Философское творчество русского поэта питалось не только педагогическими запросами, но и встречами и беседами с мыслителями его времени. В Париже Жуковский довольно близко сошелся с такими французскими интеллектуалами, как историк Гизо и философ Дежерандо, входивший в круг Мен де Бирана. «Дежерандо – лицо доброго философа, – записывает Жуковский в дневнике, – несколько рассеян и задумчив, привлекательной внешности. Он повел нас в школу глухонемых»[45]. Жуковского интересовали педагогические идеи, новые методы воспитания и обучения. Опыт Дежерандо был ему интересен. Жуковский, как позднее Толстой в своем заграничном путешествии, изучал работу западных педагогических заведений с ясной практической целью. После «Эмиля» и работ Песталоцци этот интерес неудивителен. Толстой, во многом человек чувствительного, но в то же время и рассудочного XVIII в. с его культивированием дневника как средства нравственного самосовершенствования, восторженный обожатель Руссо, неслучайно занялся воспитанием других. В школе Дежерандо русского поэта особенно заинтересовала одна ослепшая на 13-м году жизни ученица, ставшая, таким образом, слепоглухонемой. Несмотря на это, языком общения с людьми она вполне владела. Разговорившийся с ней Жуковский приходит к такому заключению: язык способен выживать в очень тяжелых внешних условиях, ибо он «есть выражение внутренней жизни и отношений ко внешнему. Здесь торжествует душа»[46].

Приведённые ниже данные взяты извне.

//! Typed error handling for the billing service
//!
//! Every failure a request can hit is one of the categories below. Each
//! category knows its HTTP status and a stable error code, so handlers can
//! return `Result<_, BillingError>` and let [`IntoResponse`] do the rest.
//!
//! # Error Categories
//!
//! - [`ValidationError`]: a required field is empty or malformed
//! - [`QuotaError`]: the plan does not allow the operation
//! - [`StorageError`]: the persistence collaborator failed
//! - [`AuthError`]: no usable session on the request
//! - [`EntityError`]: a record does not exist for this owner
//! - [`RequestError`]: malformed path or query input
//! - [`ExportError`]: nothing to export, or the export could not be encoded
//! - [`ConfigError`]: configuration could not be loaded (startup only)
//!
//! # Example
//!
//! ```rust,ignore
//! match accessor_result {
//!     Err(BillingError::Quota(QuotaError::LimitReached { limit, .. })) => {
//!         println!("upgrade needed, limit is {}", limit);
//!     }
//!     Err(e) => eprintln!("other error: {}", e),
//!     Ok(record) => println!("created {}", record.invoice_number),
//! }
//! ```

use crate::core::plan::{Capability, Plan};
use axum::Json;
use axum::http::StatusCode;
use axum::response::{IntoResponse, Response};
use serde::Serialize;
use std::borrow::Cow;
use thiserror::Error;
use uuid::Uuid;

/// The main error type for the billing service
#[derive(Debug, Error)]
pub enum BillingError {
    #[error(transparent)]
    Validation(#[from] ValidationError),

    #[error(transparent)]
    Quota(#[from] QuotaError),

    #[error(transparent)]
    Storage(#[from] StorageError),

    #[error(transparent)]
    Auth(#[from] AuthError),

    #[error(transparent)]
    Entity(#[from] EntityError),

    #[error(transparent)]
    Request(#[from] RequestError),

    #[error(transparent)]
    Export(#[from] ExportError),

    #[error(transparent)]
    Config(#[from] ConfigError),
}

/// Error response structure for HTTP responses
#[derive(Debug, Serialize)]
pub struct ErrorResponse {
    /// Error code for programmatic handling
    pub code: String,
    /// Human-readable error message
    pub message: String,
    #[serde(skip_serializing_if = "Option::is_none")]
    pub details: Option<serde_json::Value>,
}

impl BillingError {
    /// Get the HTTP status code for this error
    pub fn status_code(&self) -> StatusCode {
        match self {
            BillingError::Validation(_) => StatusCode::UNPROCESSABLE_ENTITY,
            BillingError::Quota(_) => StatusCode::FORBIDDEN,
            BillingError::Storage(_) => StatusCode::INTERNAL_SERVER_ERROR,
            BillingError::Auth(_) => StatusCode::UNAUTHORIZED,
            BillingError::Entity(_) => StatusCode::NOT_FOUND,
            BillingError::Request(_) => StatusCode::BAD_REQUEST,
            BillingError::Export(e) => e.status_code(),
            BillingError::Config(_) => StatusCode::INTERNAL_SERVER_ERROR,
        }
    }

    /// Get the error code for this error
    pub fn error_code(&self) -> &'static str {
        match self {
            BillingError::Validation(_) => "VALIDATION_ERROR",
            BillingError::Quota(e) => e.error_code(),
            BillingError::Storage(_) => "STORAGE_ERROR",
            BillingError::Auth(_) => "UNAUTHORIZED",
            BillingError::Entity(_) => "ENTITY_NOT_FOUND",
            BillingError::Request(e) => e.error_code(),
            BillingError::Export(e) => e.error_code(),
            BillingError::Config(_) => "CONFIG_ERROR",
        }
    }

    /// Convert to an error response
    ///
    /// Storage failures get a generic message; the cause is only
    /// written to the log.
    pub fn to_response(&self) -> ErrorResponse {
        let message = match self {
            BillingError::Storage(_) => {
                "Something went wrong while saving or loading your data. Please try again."
                    .to_string()
            }
            other => other.to_string(),
        };

        ErrorResponse {
            code: self.error_code().to_string(),
            message,
            details: self.details(),
        }
    }

    fn details(&self) -> Option<serde_json::Value> {
        match self {
            BillingError::Validation(ValidationError::FieldErrors(errors)) => {
                Some(serde_json::json!({ "fields": errors }))
            }
            BillingError::Quota(QuotaError::LimitReached {
                plan,
                limit,
                invoice_count,
            }) => Some(serde_json::json!({
                "plan": plan,
                "limit": limit,
                "invoice_count": invoice_count,
                "upgrade_url": "/pricing"
            })),
            BillingError::Quota(QuotaError::CapabilityDenied { plan, capability }) => {
                Some(serde_json::json!({
                    "plan": plan,
                    "capability": capability,
                    "upgrade_url": "/pricing"
                }))
            }
            BillingError::Entity(EntityError::NotFound { entity_type, id }) => {
                Some(serde_json::json!({
                    "entity_type": entity_type,
                    "id": id.to_string()
                }))
            }
            _ => None,
        }
    }
}

impl IntoResponse for BillingError {
    fn into_response(self) -> Response {
        let status = self.status_code();
        if status.is_server_error() {
            tracing::error!(error = %self, code = self.error_code(), "request failed");
        } else {
            tracing::debug!(error = %self, code = self.error_code(), "request rejected");
        }
        let body = Json(self.to_response());
        (status, body).into_response()
    }
}

// =============================================================================
// Validation Errors
// =============================================================================

/// Errors related to input validation
#[derive(Debug, Error)]
pub enum ValidationError {
    #[error("Validation errors: {}", format_field_errors(.0))]
    FieldErrors(Vec<FieldValidationError>),

    #[error("Invalid JSON: {message}")]
    InvalidJson { message: String },
}

/// A single field validation error
#[derive(Debug, Clone, PartialEq, Serialize)]
pub struct FieldValidationError {
    pub field: String,
    pub message: String,
}

fn format_field_errors(errors: &[FieldValidationError]) -> String {
    errors
        .iter()
        .map(|e| format!("{}: {}", e.field, e.message))
        .collect::<Vec<_>>()
        .join(", ")
}

impl From<validator::ValidationErrors> for ValidationError {
    fn from(errors: validator::ValidationErrors) -> Self {
        let mut fields = Vec::new();
        flatten_validation_errors("", &errors, &mut fields);
        fields.sort_by(|a, b| a.field.cmp(&b.field));
        ValidationError::FieldErrors(fields)
    }
}

impl From<validator::ValidationErrors> for BillingError {
    fn from(errors: validator::ValidationErrors) -> Self {
        BillingError::Validation(errors.into())
    }
}

/// Nested structs and lists are reported as dotted paths (`client.email`,
/// `line_items[2].description`).
fn flatten_validation_errors(
    prefix: &str,
    errors: &validator::ValidationErrors,
    out: &mut Vec<FieldValidationError>,
) {
    use validator::ValidationErrorsKind;

    for (field, kind) in errors.errors() {
        let path = if prefix.is_empty() {
            field.to_string()
        } else {
            format!("{}.{}", prefix, field)
        };
        match kind {
            ValidationErrorsKind::Field(list) => {
                for err in list {
                    let message = err
                        .message
                        .clone()
                        .unwrap_or_else(|| Cow::Owned(format!("failed '{}' check", err.code)));
                    out.push(FieldValidationError {
                        field: path.clone(),
                        message: message.into_owned(),
                    });
                }
            }
            ValidationErrorsKind::Struct(inner) => {
                flatten_validation_errors(&path, inner, out);
            }
            ValidationErrorsKind::List(items) => {
                for (index, inner) in items {
                    flatten_validation_errors(&format!("{}[{}]", path, index), inner, out);
                }
            }
        }
    }
}

// =============================================================================
// Quota Errors
// =============================================================================

/// The subscription plan refuses the operation
///
/// Both variants point the user at the pricing page. The top tier is no
/// exception: an elite user at the limit is also told to upgrade.
#[derive(Debug, Error)]
pub enum QuotaError {
    #[error("You've reached your limit of {limit} invoices for your {plan} plan.")]
    LimitReached {
        plan: Plan,
        limit: i64,
        invoice_count: i64,
    },

    #[error("Your {plan} plan does not include {capability}. Upgrade your plan to unlock it.")]
    CapabilityDenied { plan: Plan, capability: Capability },
}

impl QuotaError {
    pub fn error_code(&self) -> &'static str {
        match self {
            QuotaError::LimitReached { .. } => "QUOTA_EXCEEDED",
            QuotaError::CapabilityDenied { .. } => "PLAN_UPGRADE_REQUIRED",
        }
    }
}

// =============================================================================
// Storage Errors
// =============================================================================

/// Errors raised by a persistence backend
#[derive(Debug, Error)]
pub enum StorageError {
    #[error("{backend} lock poisoned")]
    LockPoisoned { backend: &'static str },

    #[error("{table} row '{id}' not found")]
    RowNotFound { table: &'static str, id: String },

    #[error("{backend} error: {message}")]
    Backend { backend: String, message: String },
}

// =============================================================================
// Auth Errors
// =============================================================================

/// Errors related to the caller's session
#[derive(Debug, Error)]
pub enum AuthError {
    #[error("Authentication required")]
    MissingSession,

    #[error("Session is invalid or has expired")]
    InvalidSession,

    #[error("Session store unavailable")]
    SessionStoreUnavailable,
}

// =============================================================================
// Entity Errors
// =============================================================================

/// Errors related to record lookups
#[derive(Debug, Error)]
pub enum EntityError {
    /// Also returned when the record belongs to somebody else
    #[error("{entity_type} with id '{id}' not found")]
    NotFound { entity_type: String, id: Uuid },
}

// =============================================================================
// Request Errors
// =============================================================================

/// Errors caused by malformed request input
#[derive(Debug, Error)]
pub enum RequestError {
    #[error("Invalid UUID format: {value}")]
    InvalidUuid { value: String },

    #[error("Invalid query: {message}")]
    InvalidQuery { message: String },

    #[error("Export format '{format}' is not supported")]
    UnsupportedExportFormat { format: String },
}

impl RequestError {
    pub fn error_code(&self) -> &'static str {
        match self {
            RequestError::InvalidUuid { .. } => "INVALID_UUID",
            RequestError::InvalidQuery { .. } => "INVALID_QUERY",
            RequestError::UnsupportedExportFormat { .. } => "UNSUPPORTED_EXPORT_FORMAT",
        }
    }
}

// =============================================================================
// Export Errors
// =============================================================================

/// Errors produced while exporting invoice data
#[derive(Debug, Error)]
pub enum ExportError {
    #[error("No invoices to export")]
    NoInvoices,

    #[error("Failed to encode export: {message}")]
    Encoding { message: String },
}

impl ExportError {
    pub fn status_code(&self) -> StatusCode {
        match self {
            ExportError::NoInvoices => StatusCode::NOT_FOUND,
            ExportError::Encoding { .. } => StatusCode::INTERNAL_SERVER_ERROR,
        }
    }

    pub fn error_code(&self) -> &'static str {
        match self {
            ExportError::NoInvoices => "NO_INVOICES",
            ExportError::Encoding { .. } => "EXPORT_ENCODING_ERROR",
        }
    }
}

impl From<serde_json::Error> for ExportError {
    fn from(err: serde_json::Error) -> Self {
        ExportError::Encoding {
            message: err.to_string(),
        }
    }
}

// =============================================================================
// Config Errors
// =============================================================================

/// Errors related to configuration
#[derive(Debug, Error)]
pub enum ConfigError {
    #[error("Failed to parse config{}: {message}", .file.as_ref().map(|f| format!(" file '{}'", f)).unwrap_or_default())]
    ParseError {
        file: Option<String>,
        message: String,
    },

    #[error("Configuration file not found: {path}")]
    FileNotFound { path: String },

    #[error("Invalid value '{value}' for field '{field}': {message}")]
    InvalidValue {
        field: String,
        value: String,
        message: String,
    },

    #[error("IO error: {message}")]
    IoError { message: String },
}

impl From<serde_yaml::Error> for ConfigError {
    fn from(err: serde_yaml::Error) -> Self {
        ConfigError::ParseError {
            file: None,
            message: err.to_string(),
        }
    }
}

impl From<uuid::Error> for RequestError {
    fn from(err: uuid::Error) -> Self {
        RequestError::InvalidUuid {
            value: err.to_string(),
        }
    }
}

/// A specialized Result type for billing operations
pub type BillingResult<T> = Result<T, BillingError>;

Вяземский рассказывает: «Жуковский был не только гробовых дел мастер, как мы прозывали его по балладам, но и шуточных и шутовских дел мастер. Странное физиологическое и психическое совпадение! При натуре идеальной, мечтательной, несколько мистической, в нем были и сокровища веселости, смешливости <…> отличающиеся нередко острою замысловатостью»[47].
Сочетание, однако, не столь странное, не столь уж редкостное. Мы знаем другого русского мыслителя-поэта с подобным соединением мистических склонностей с даром повышенной смешливости. Речь идет конечно же о Владимире Соловьеве, обладавшем «удвоенной против других чувствительностью к смешному»[48]. Можно указать и на другие заметные в истории культуры фигуры со сходным сочетанием даров и качеств. Но, пожалуй, Жуковского в этом плане лучше всего сопоставлять именно с Вл. Соловьевым. Характерно, что переход от смеха к слезам мог происходить у Соловьева мгновенно. Эмоциональные полюса без труда сходились и у Жуковского.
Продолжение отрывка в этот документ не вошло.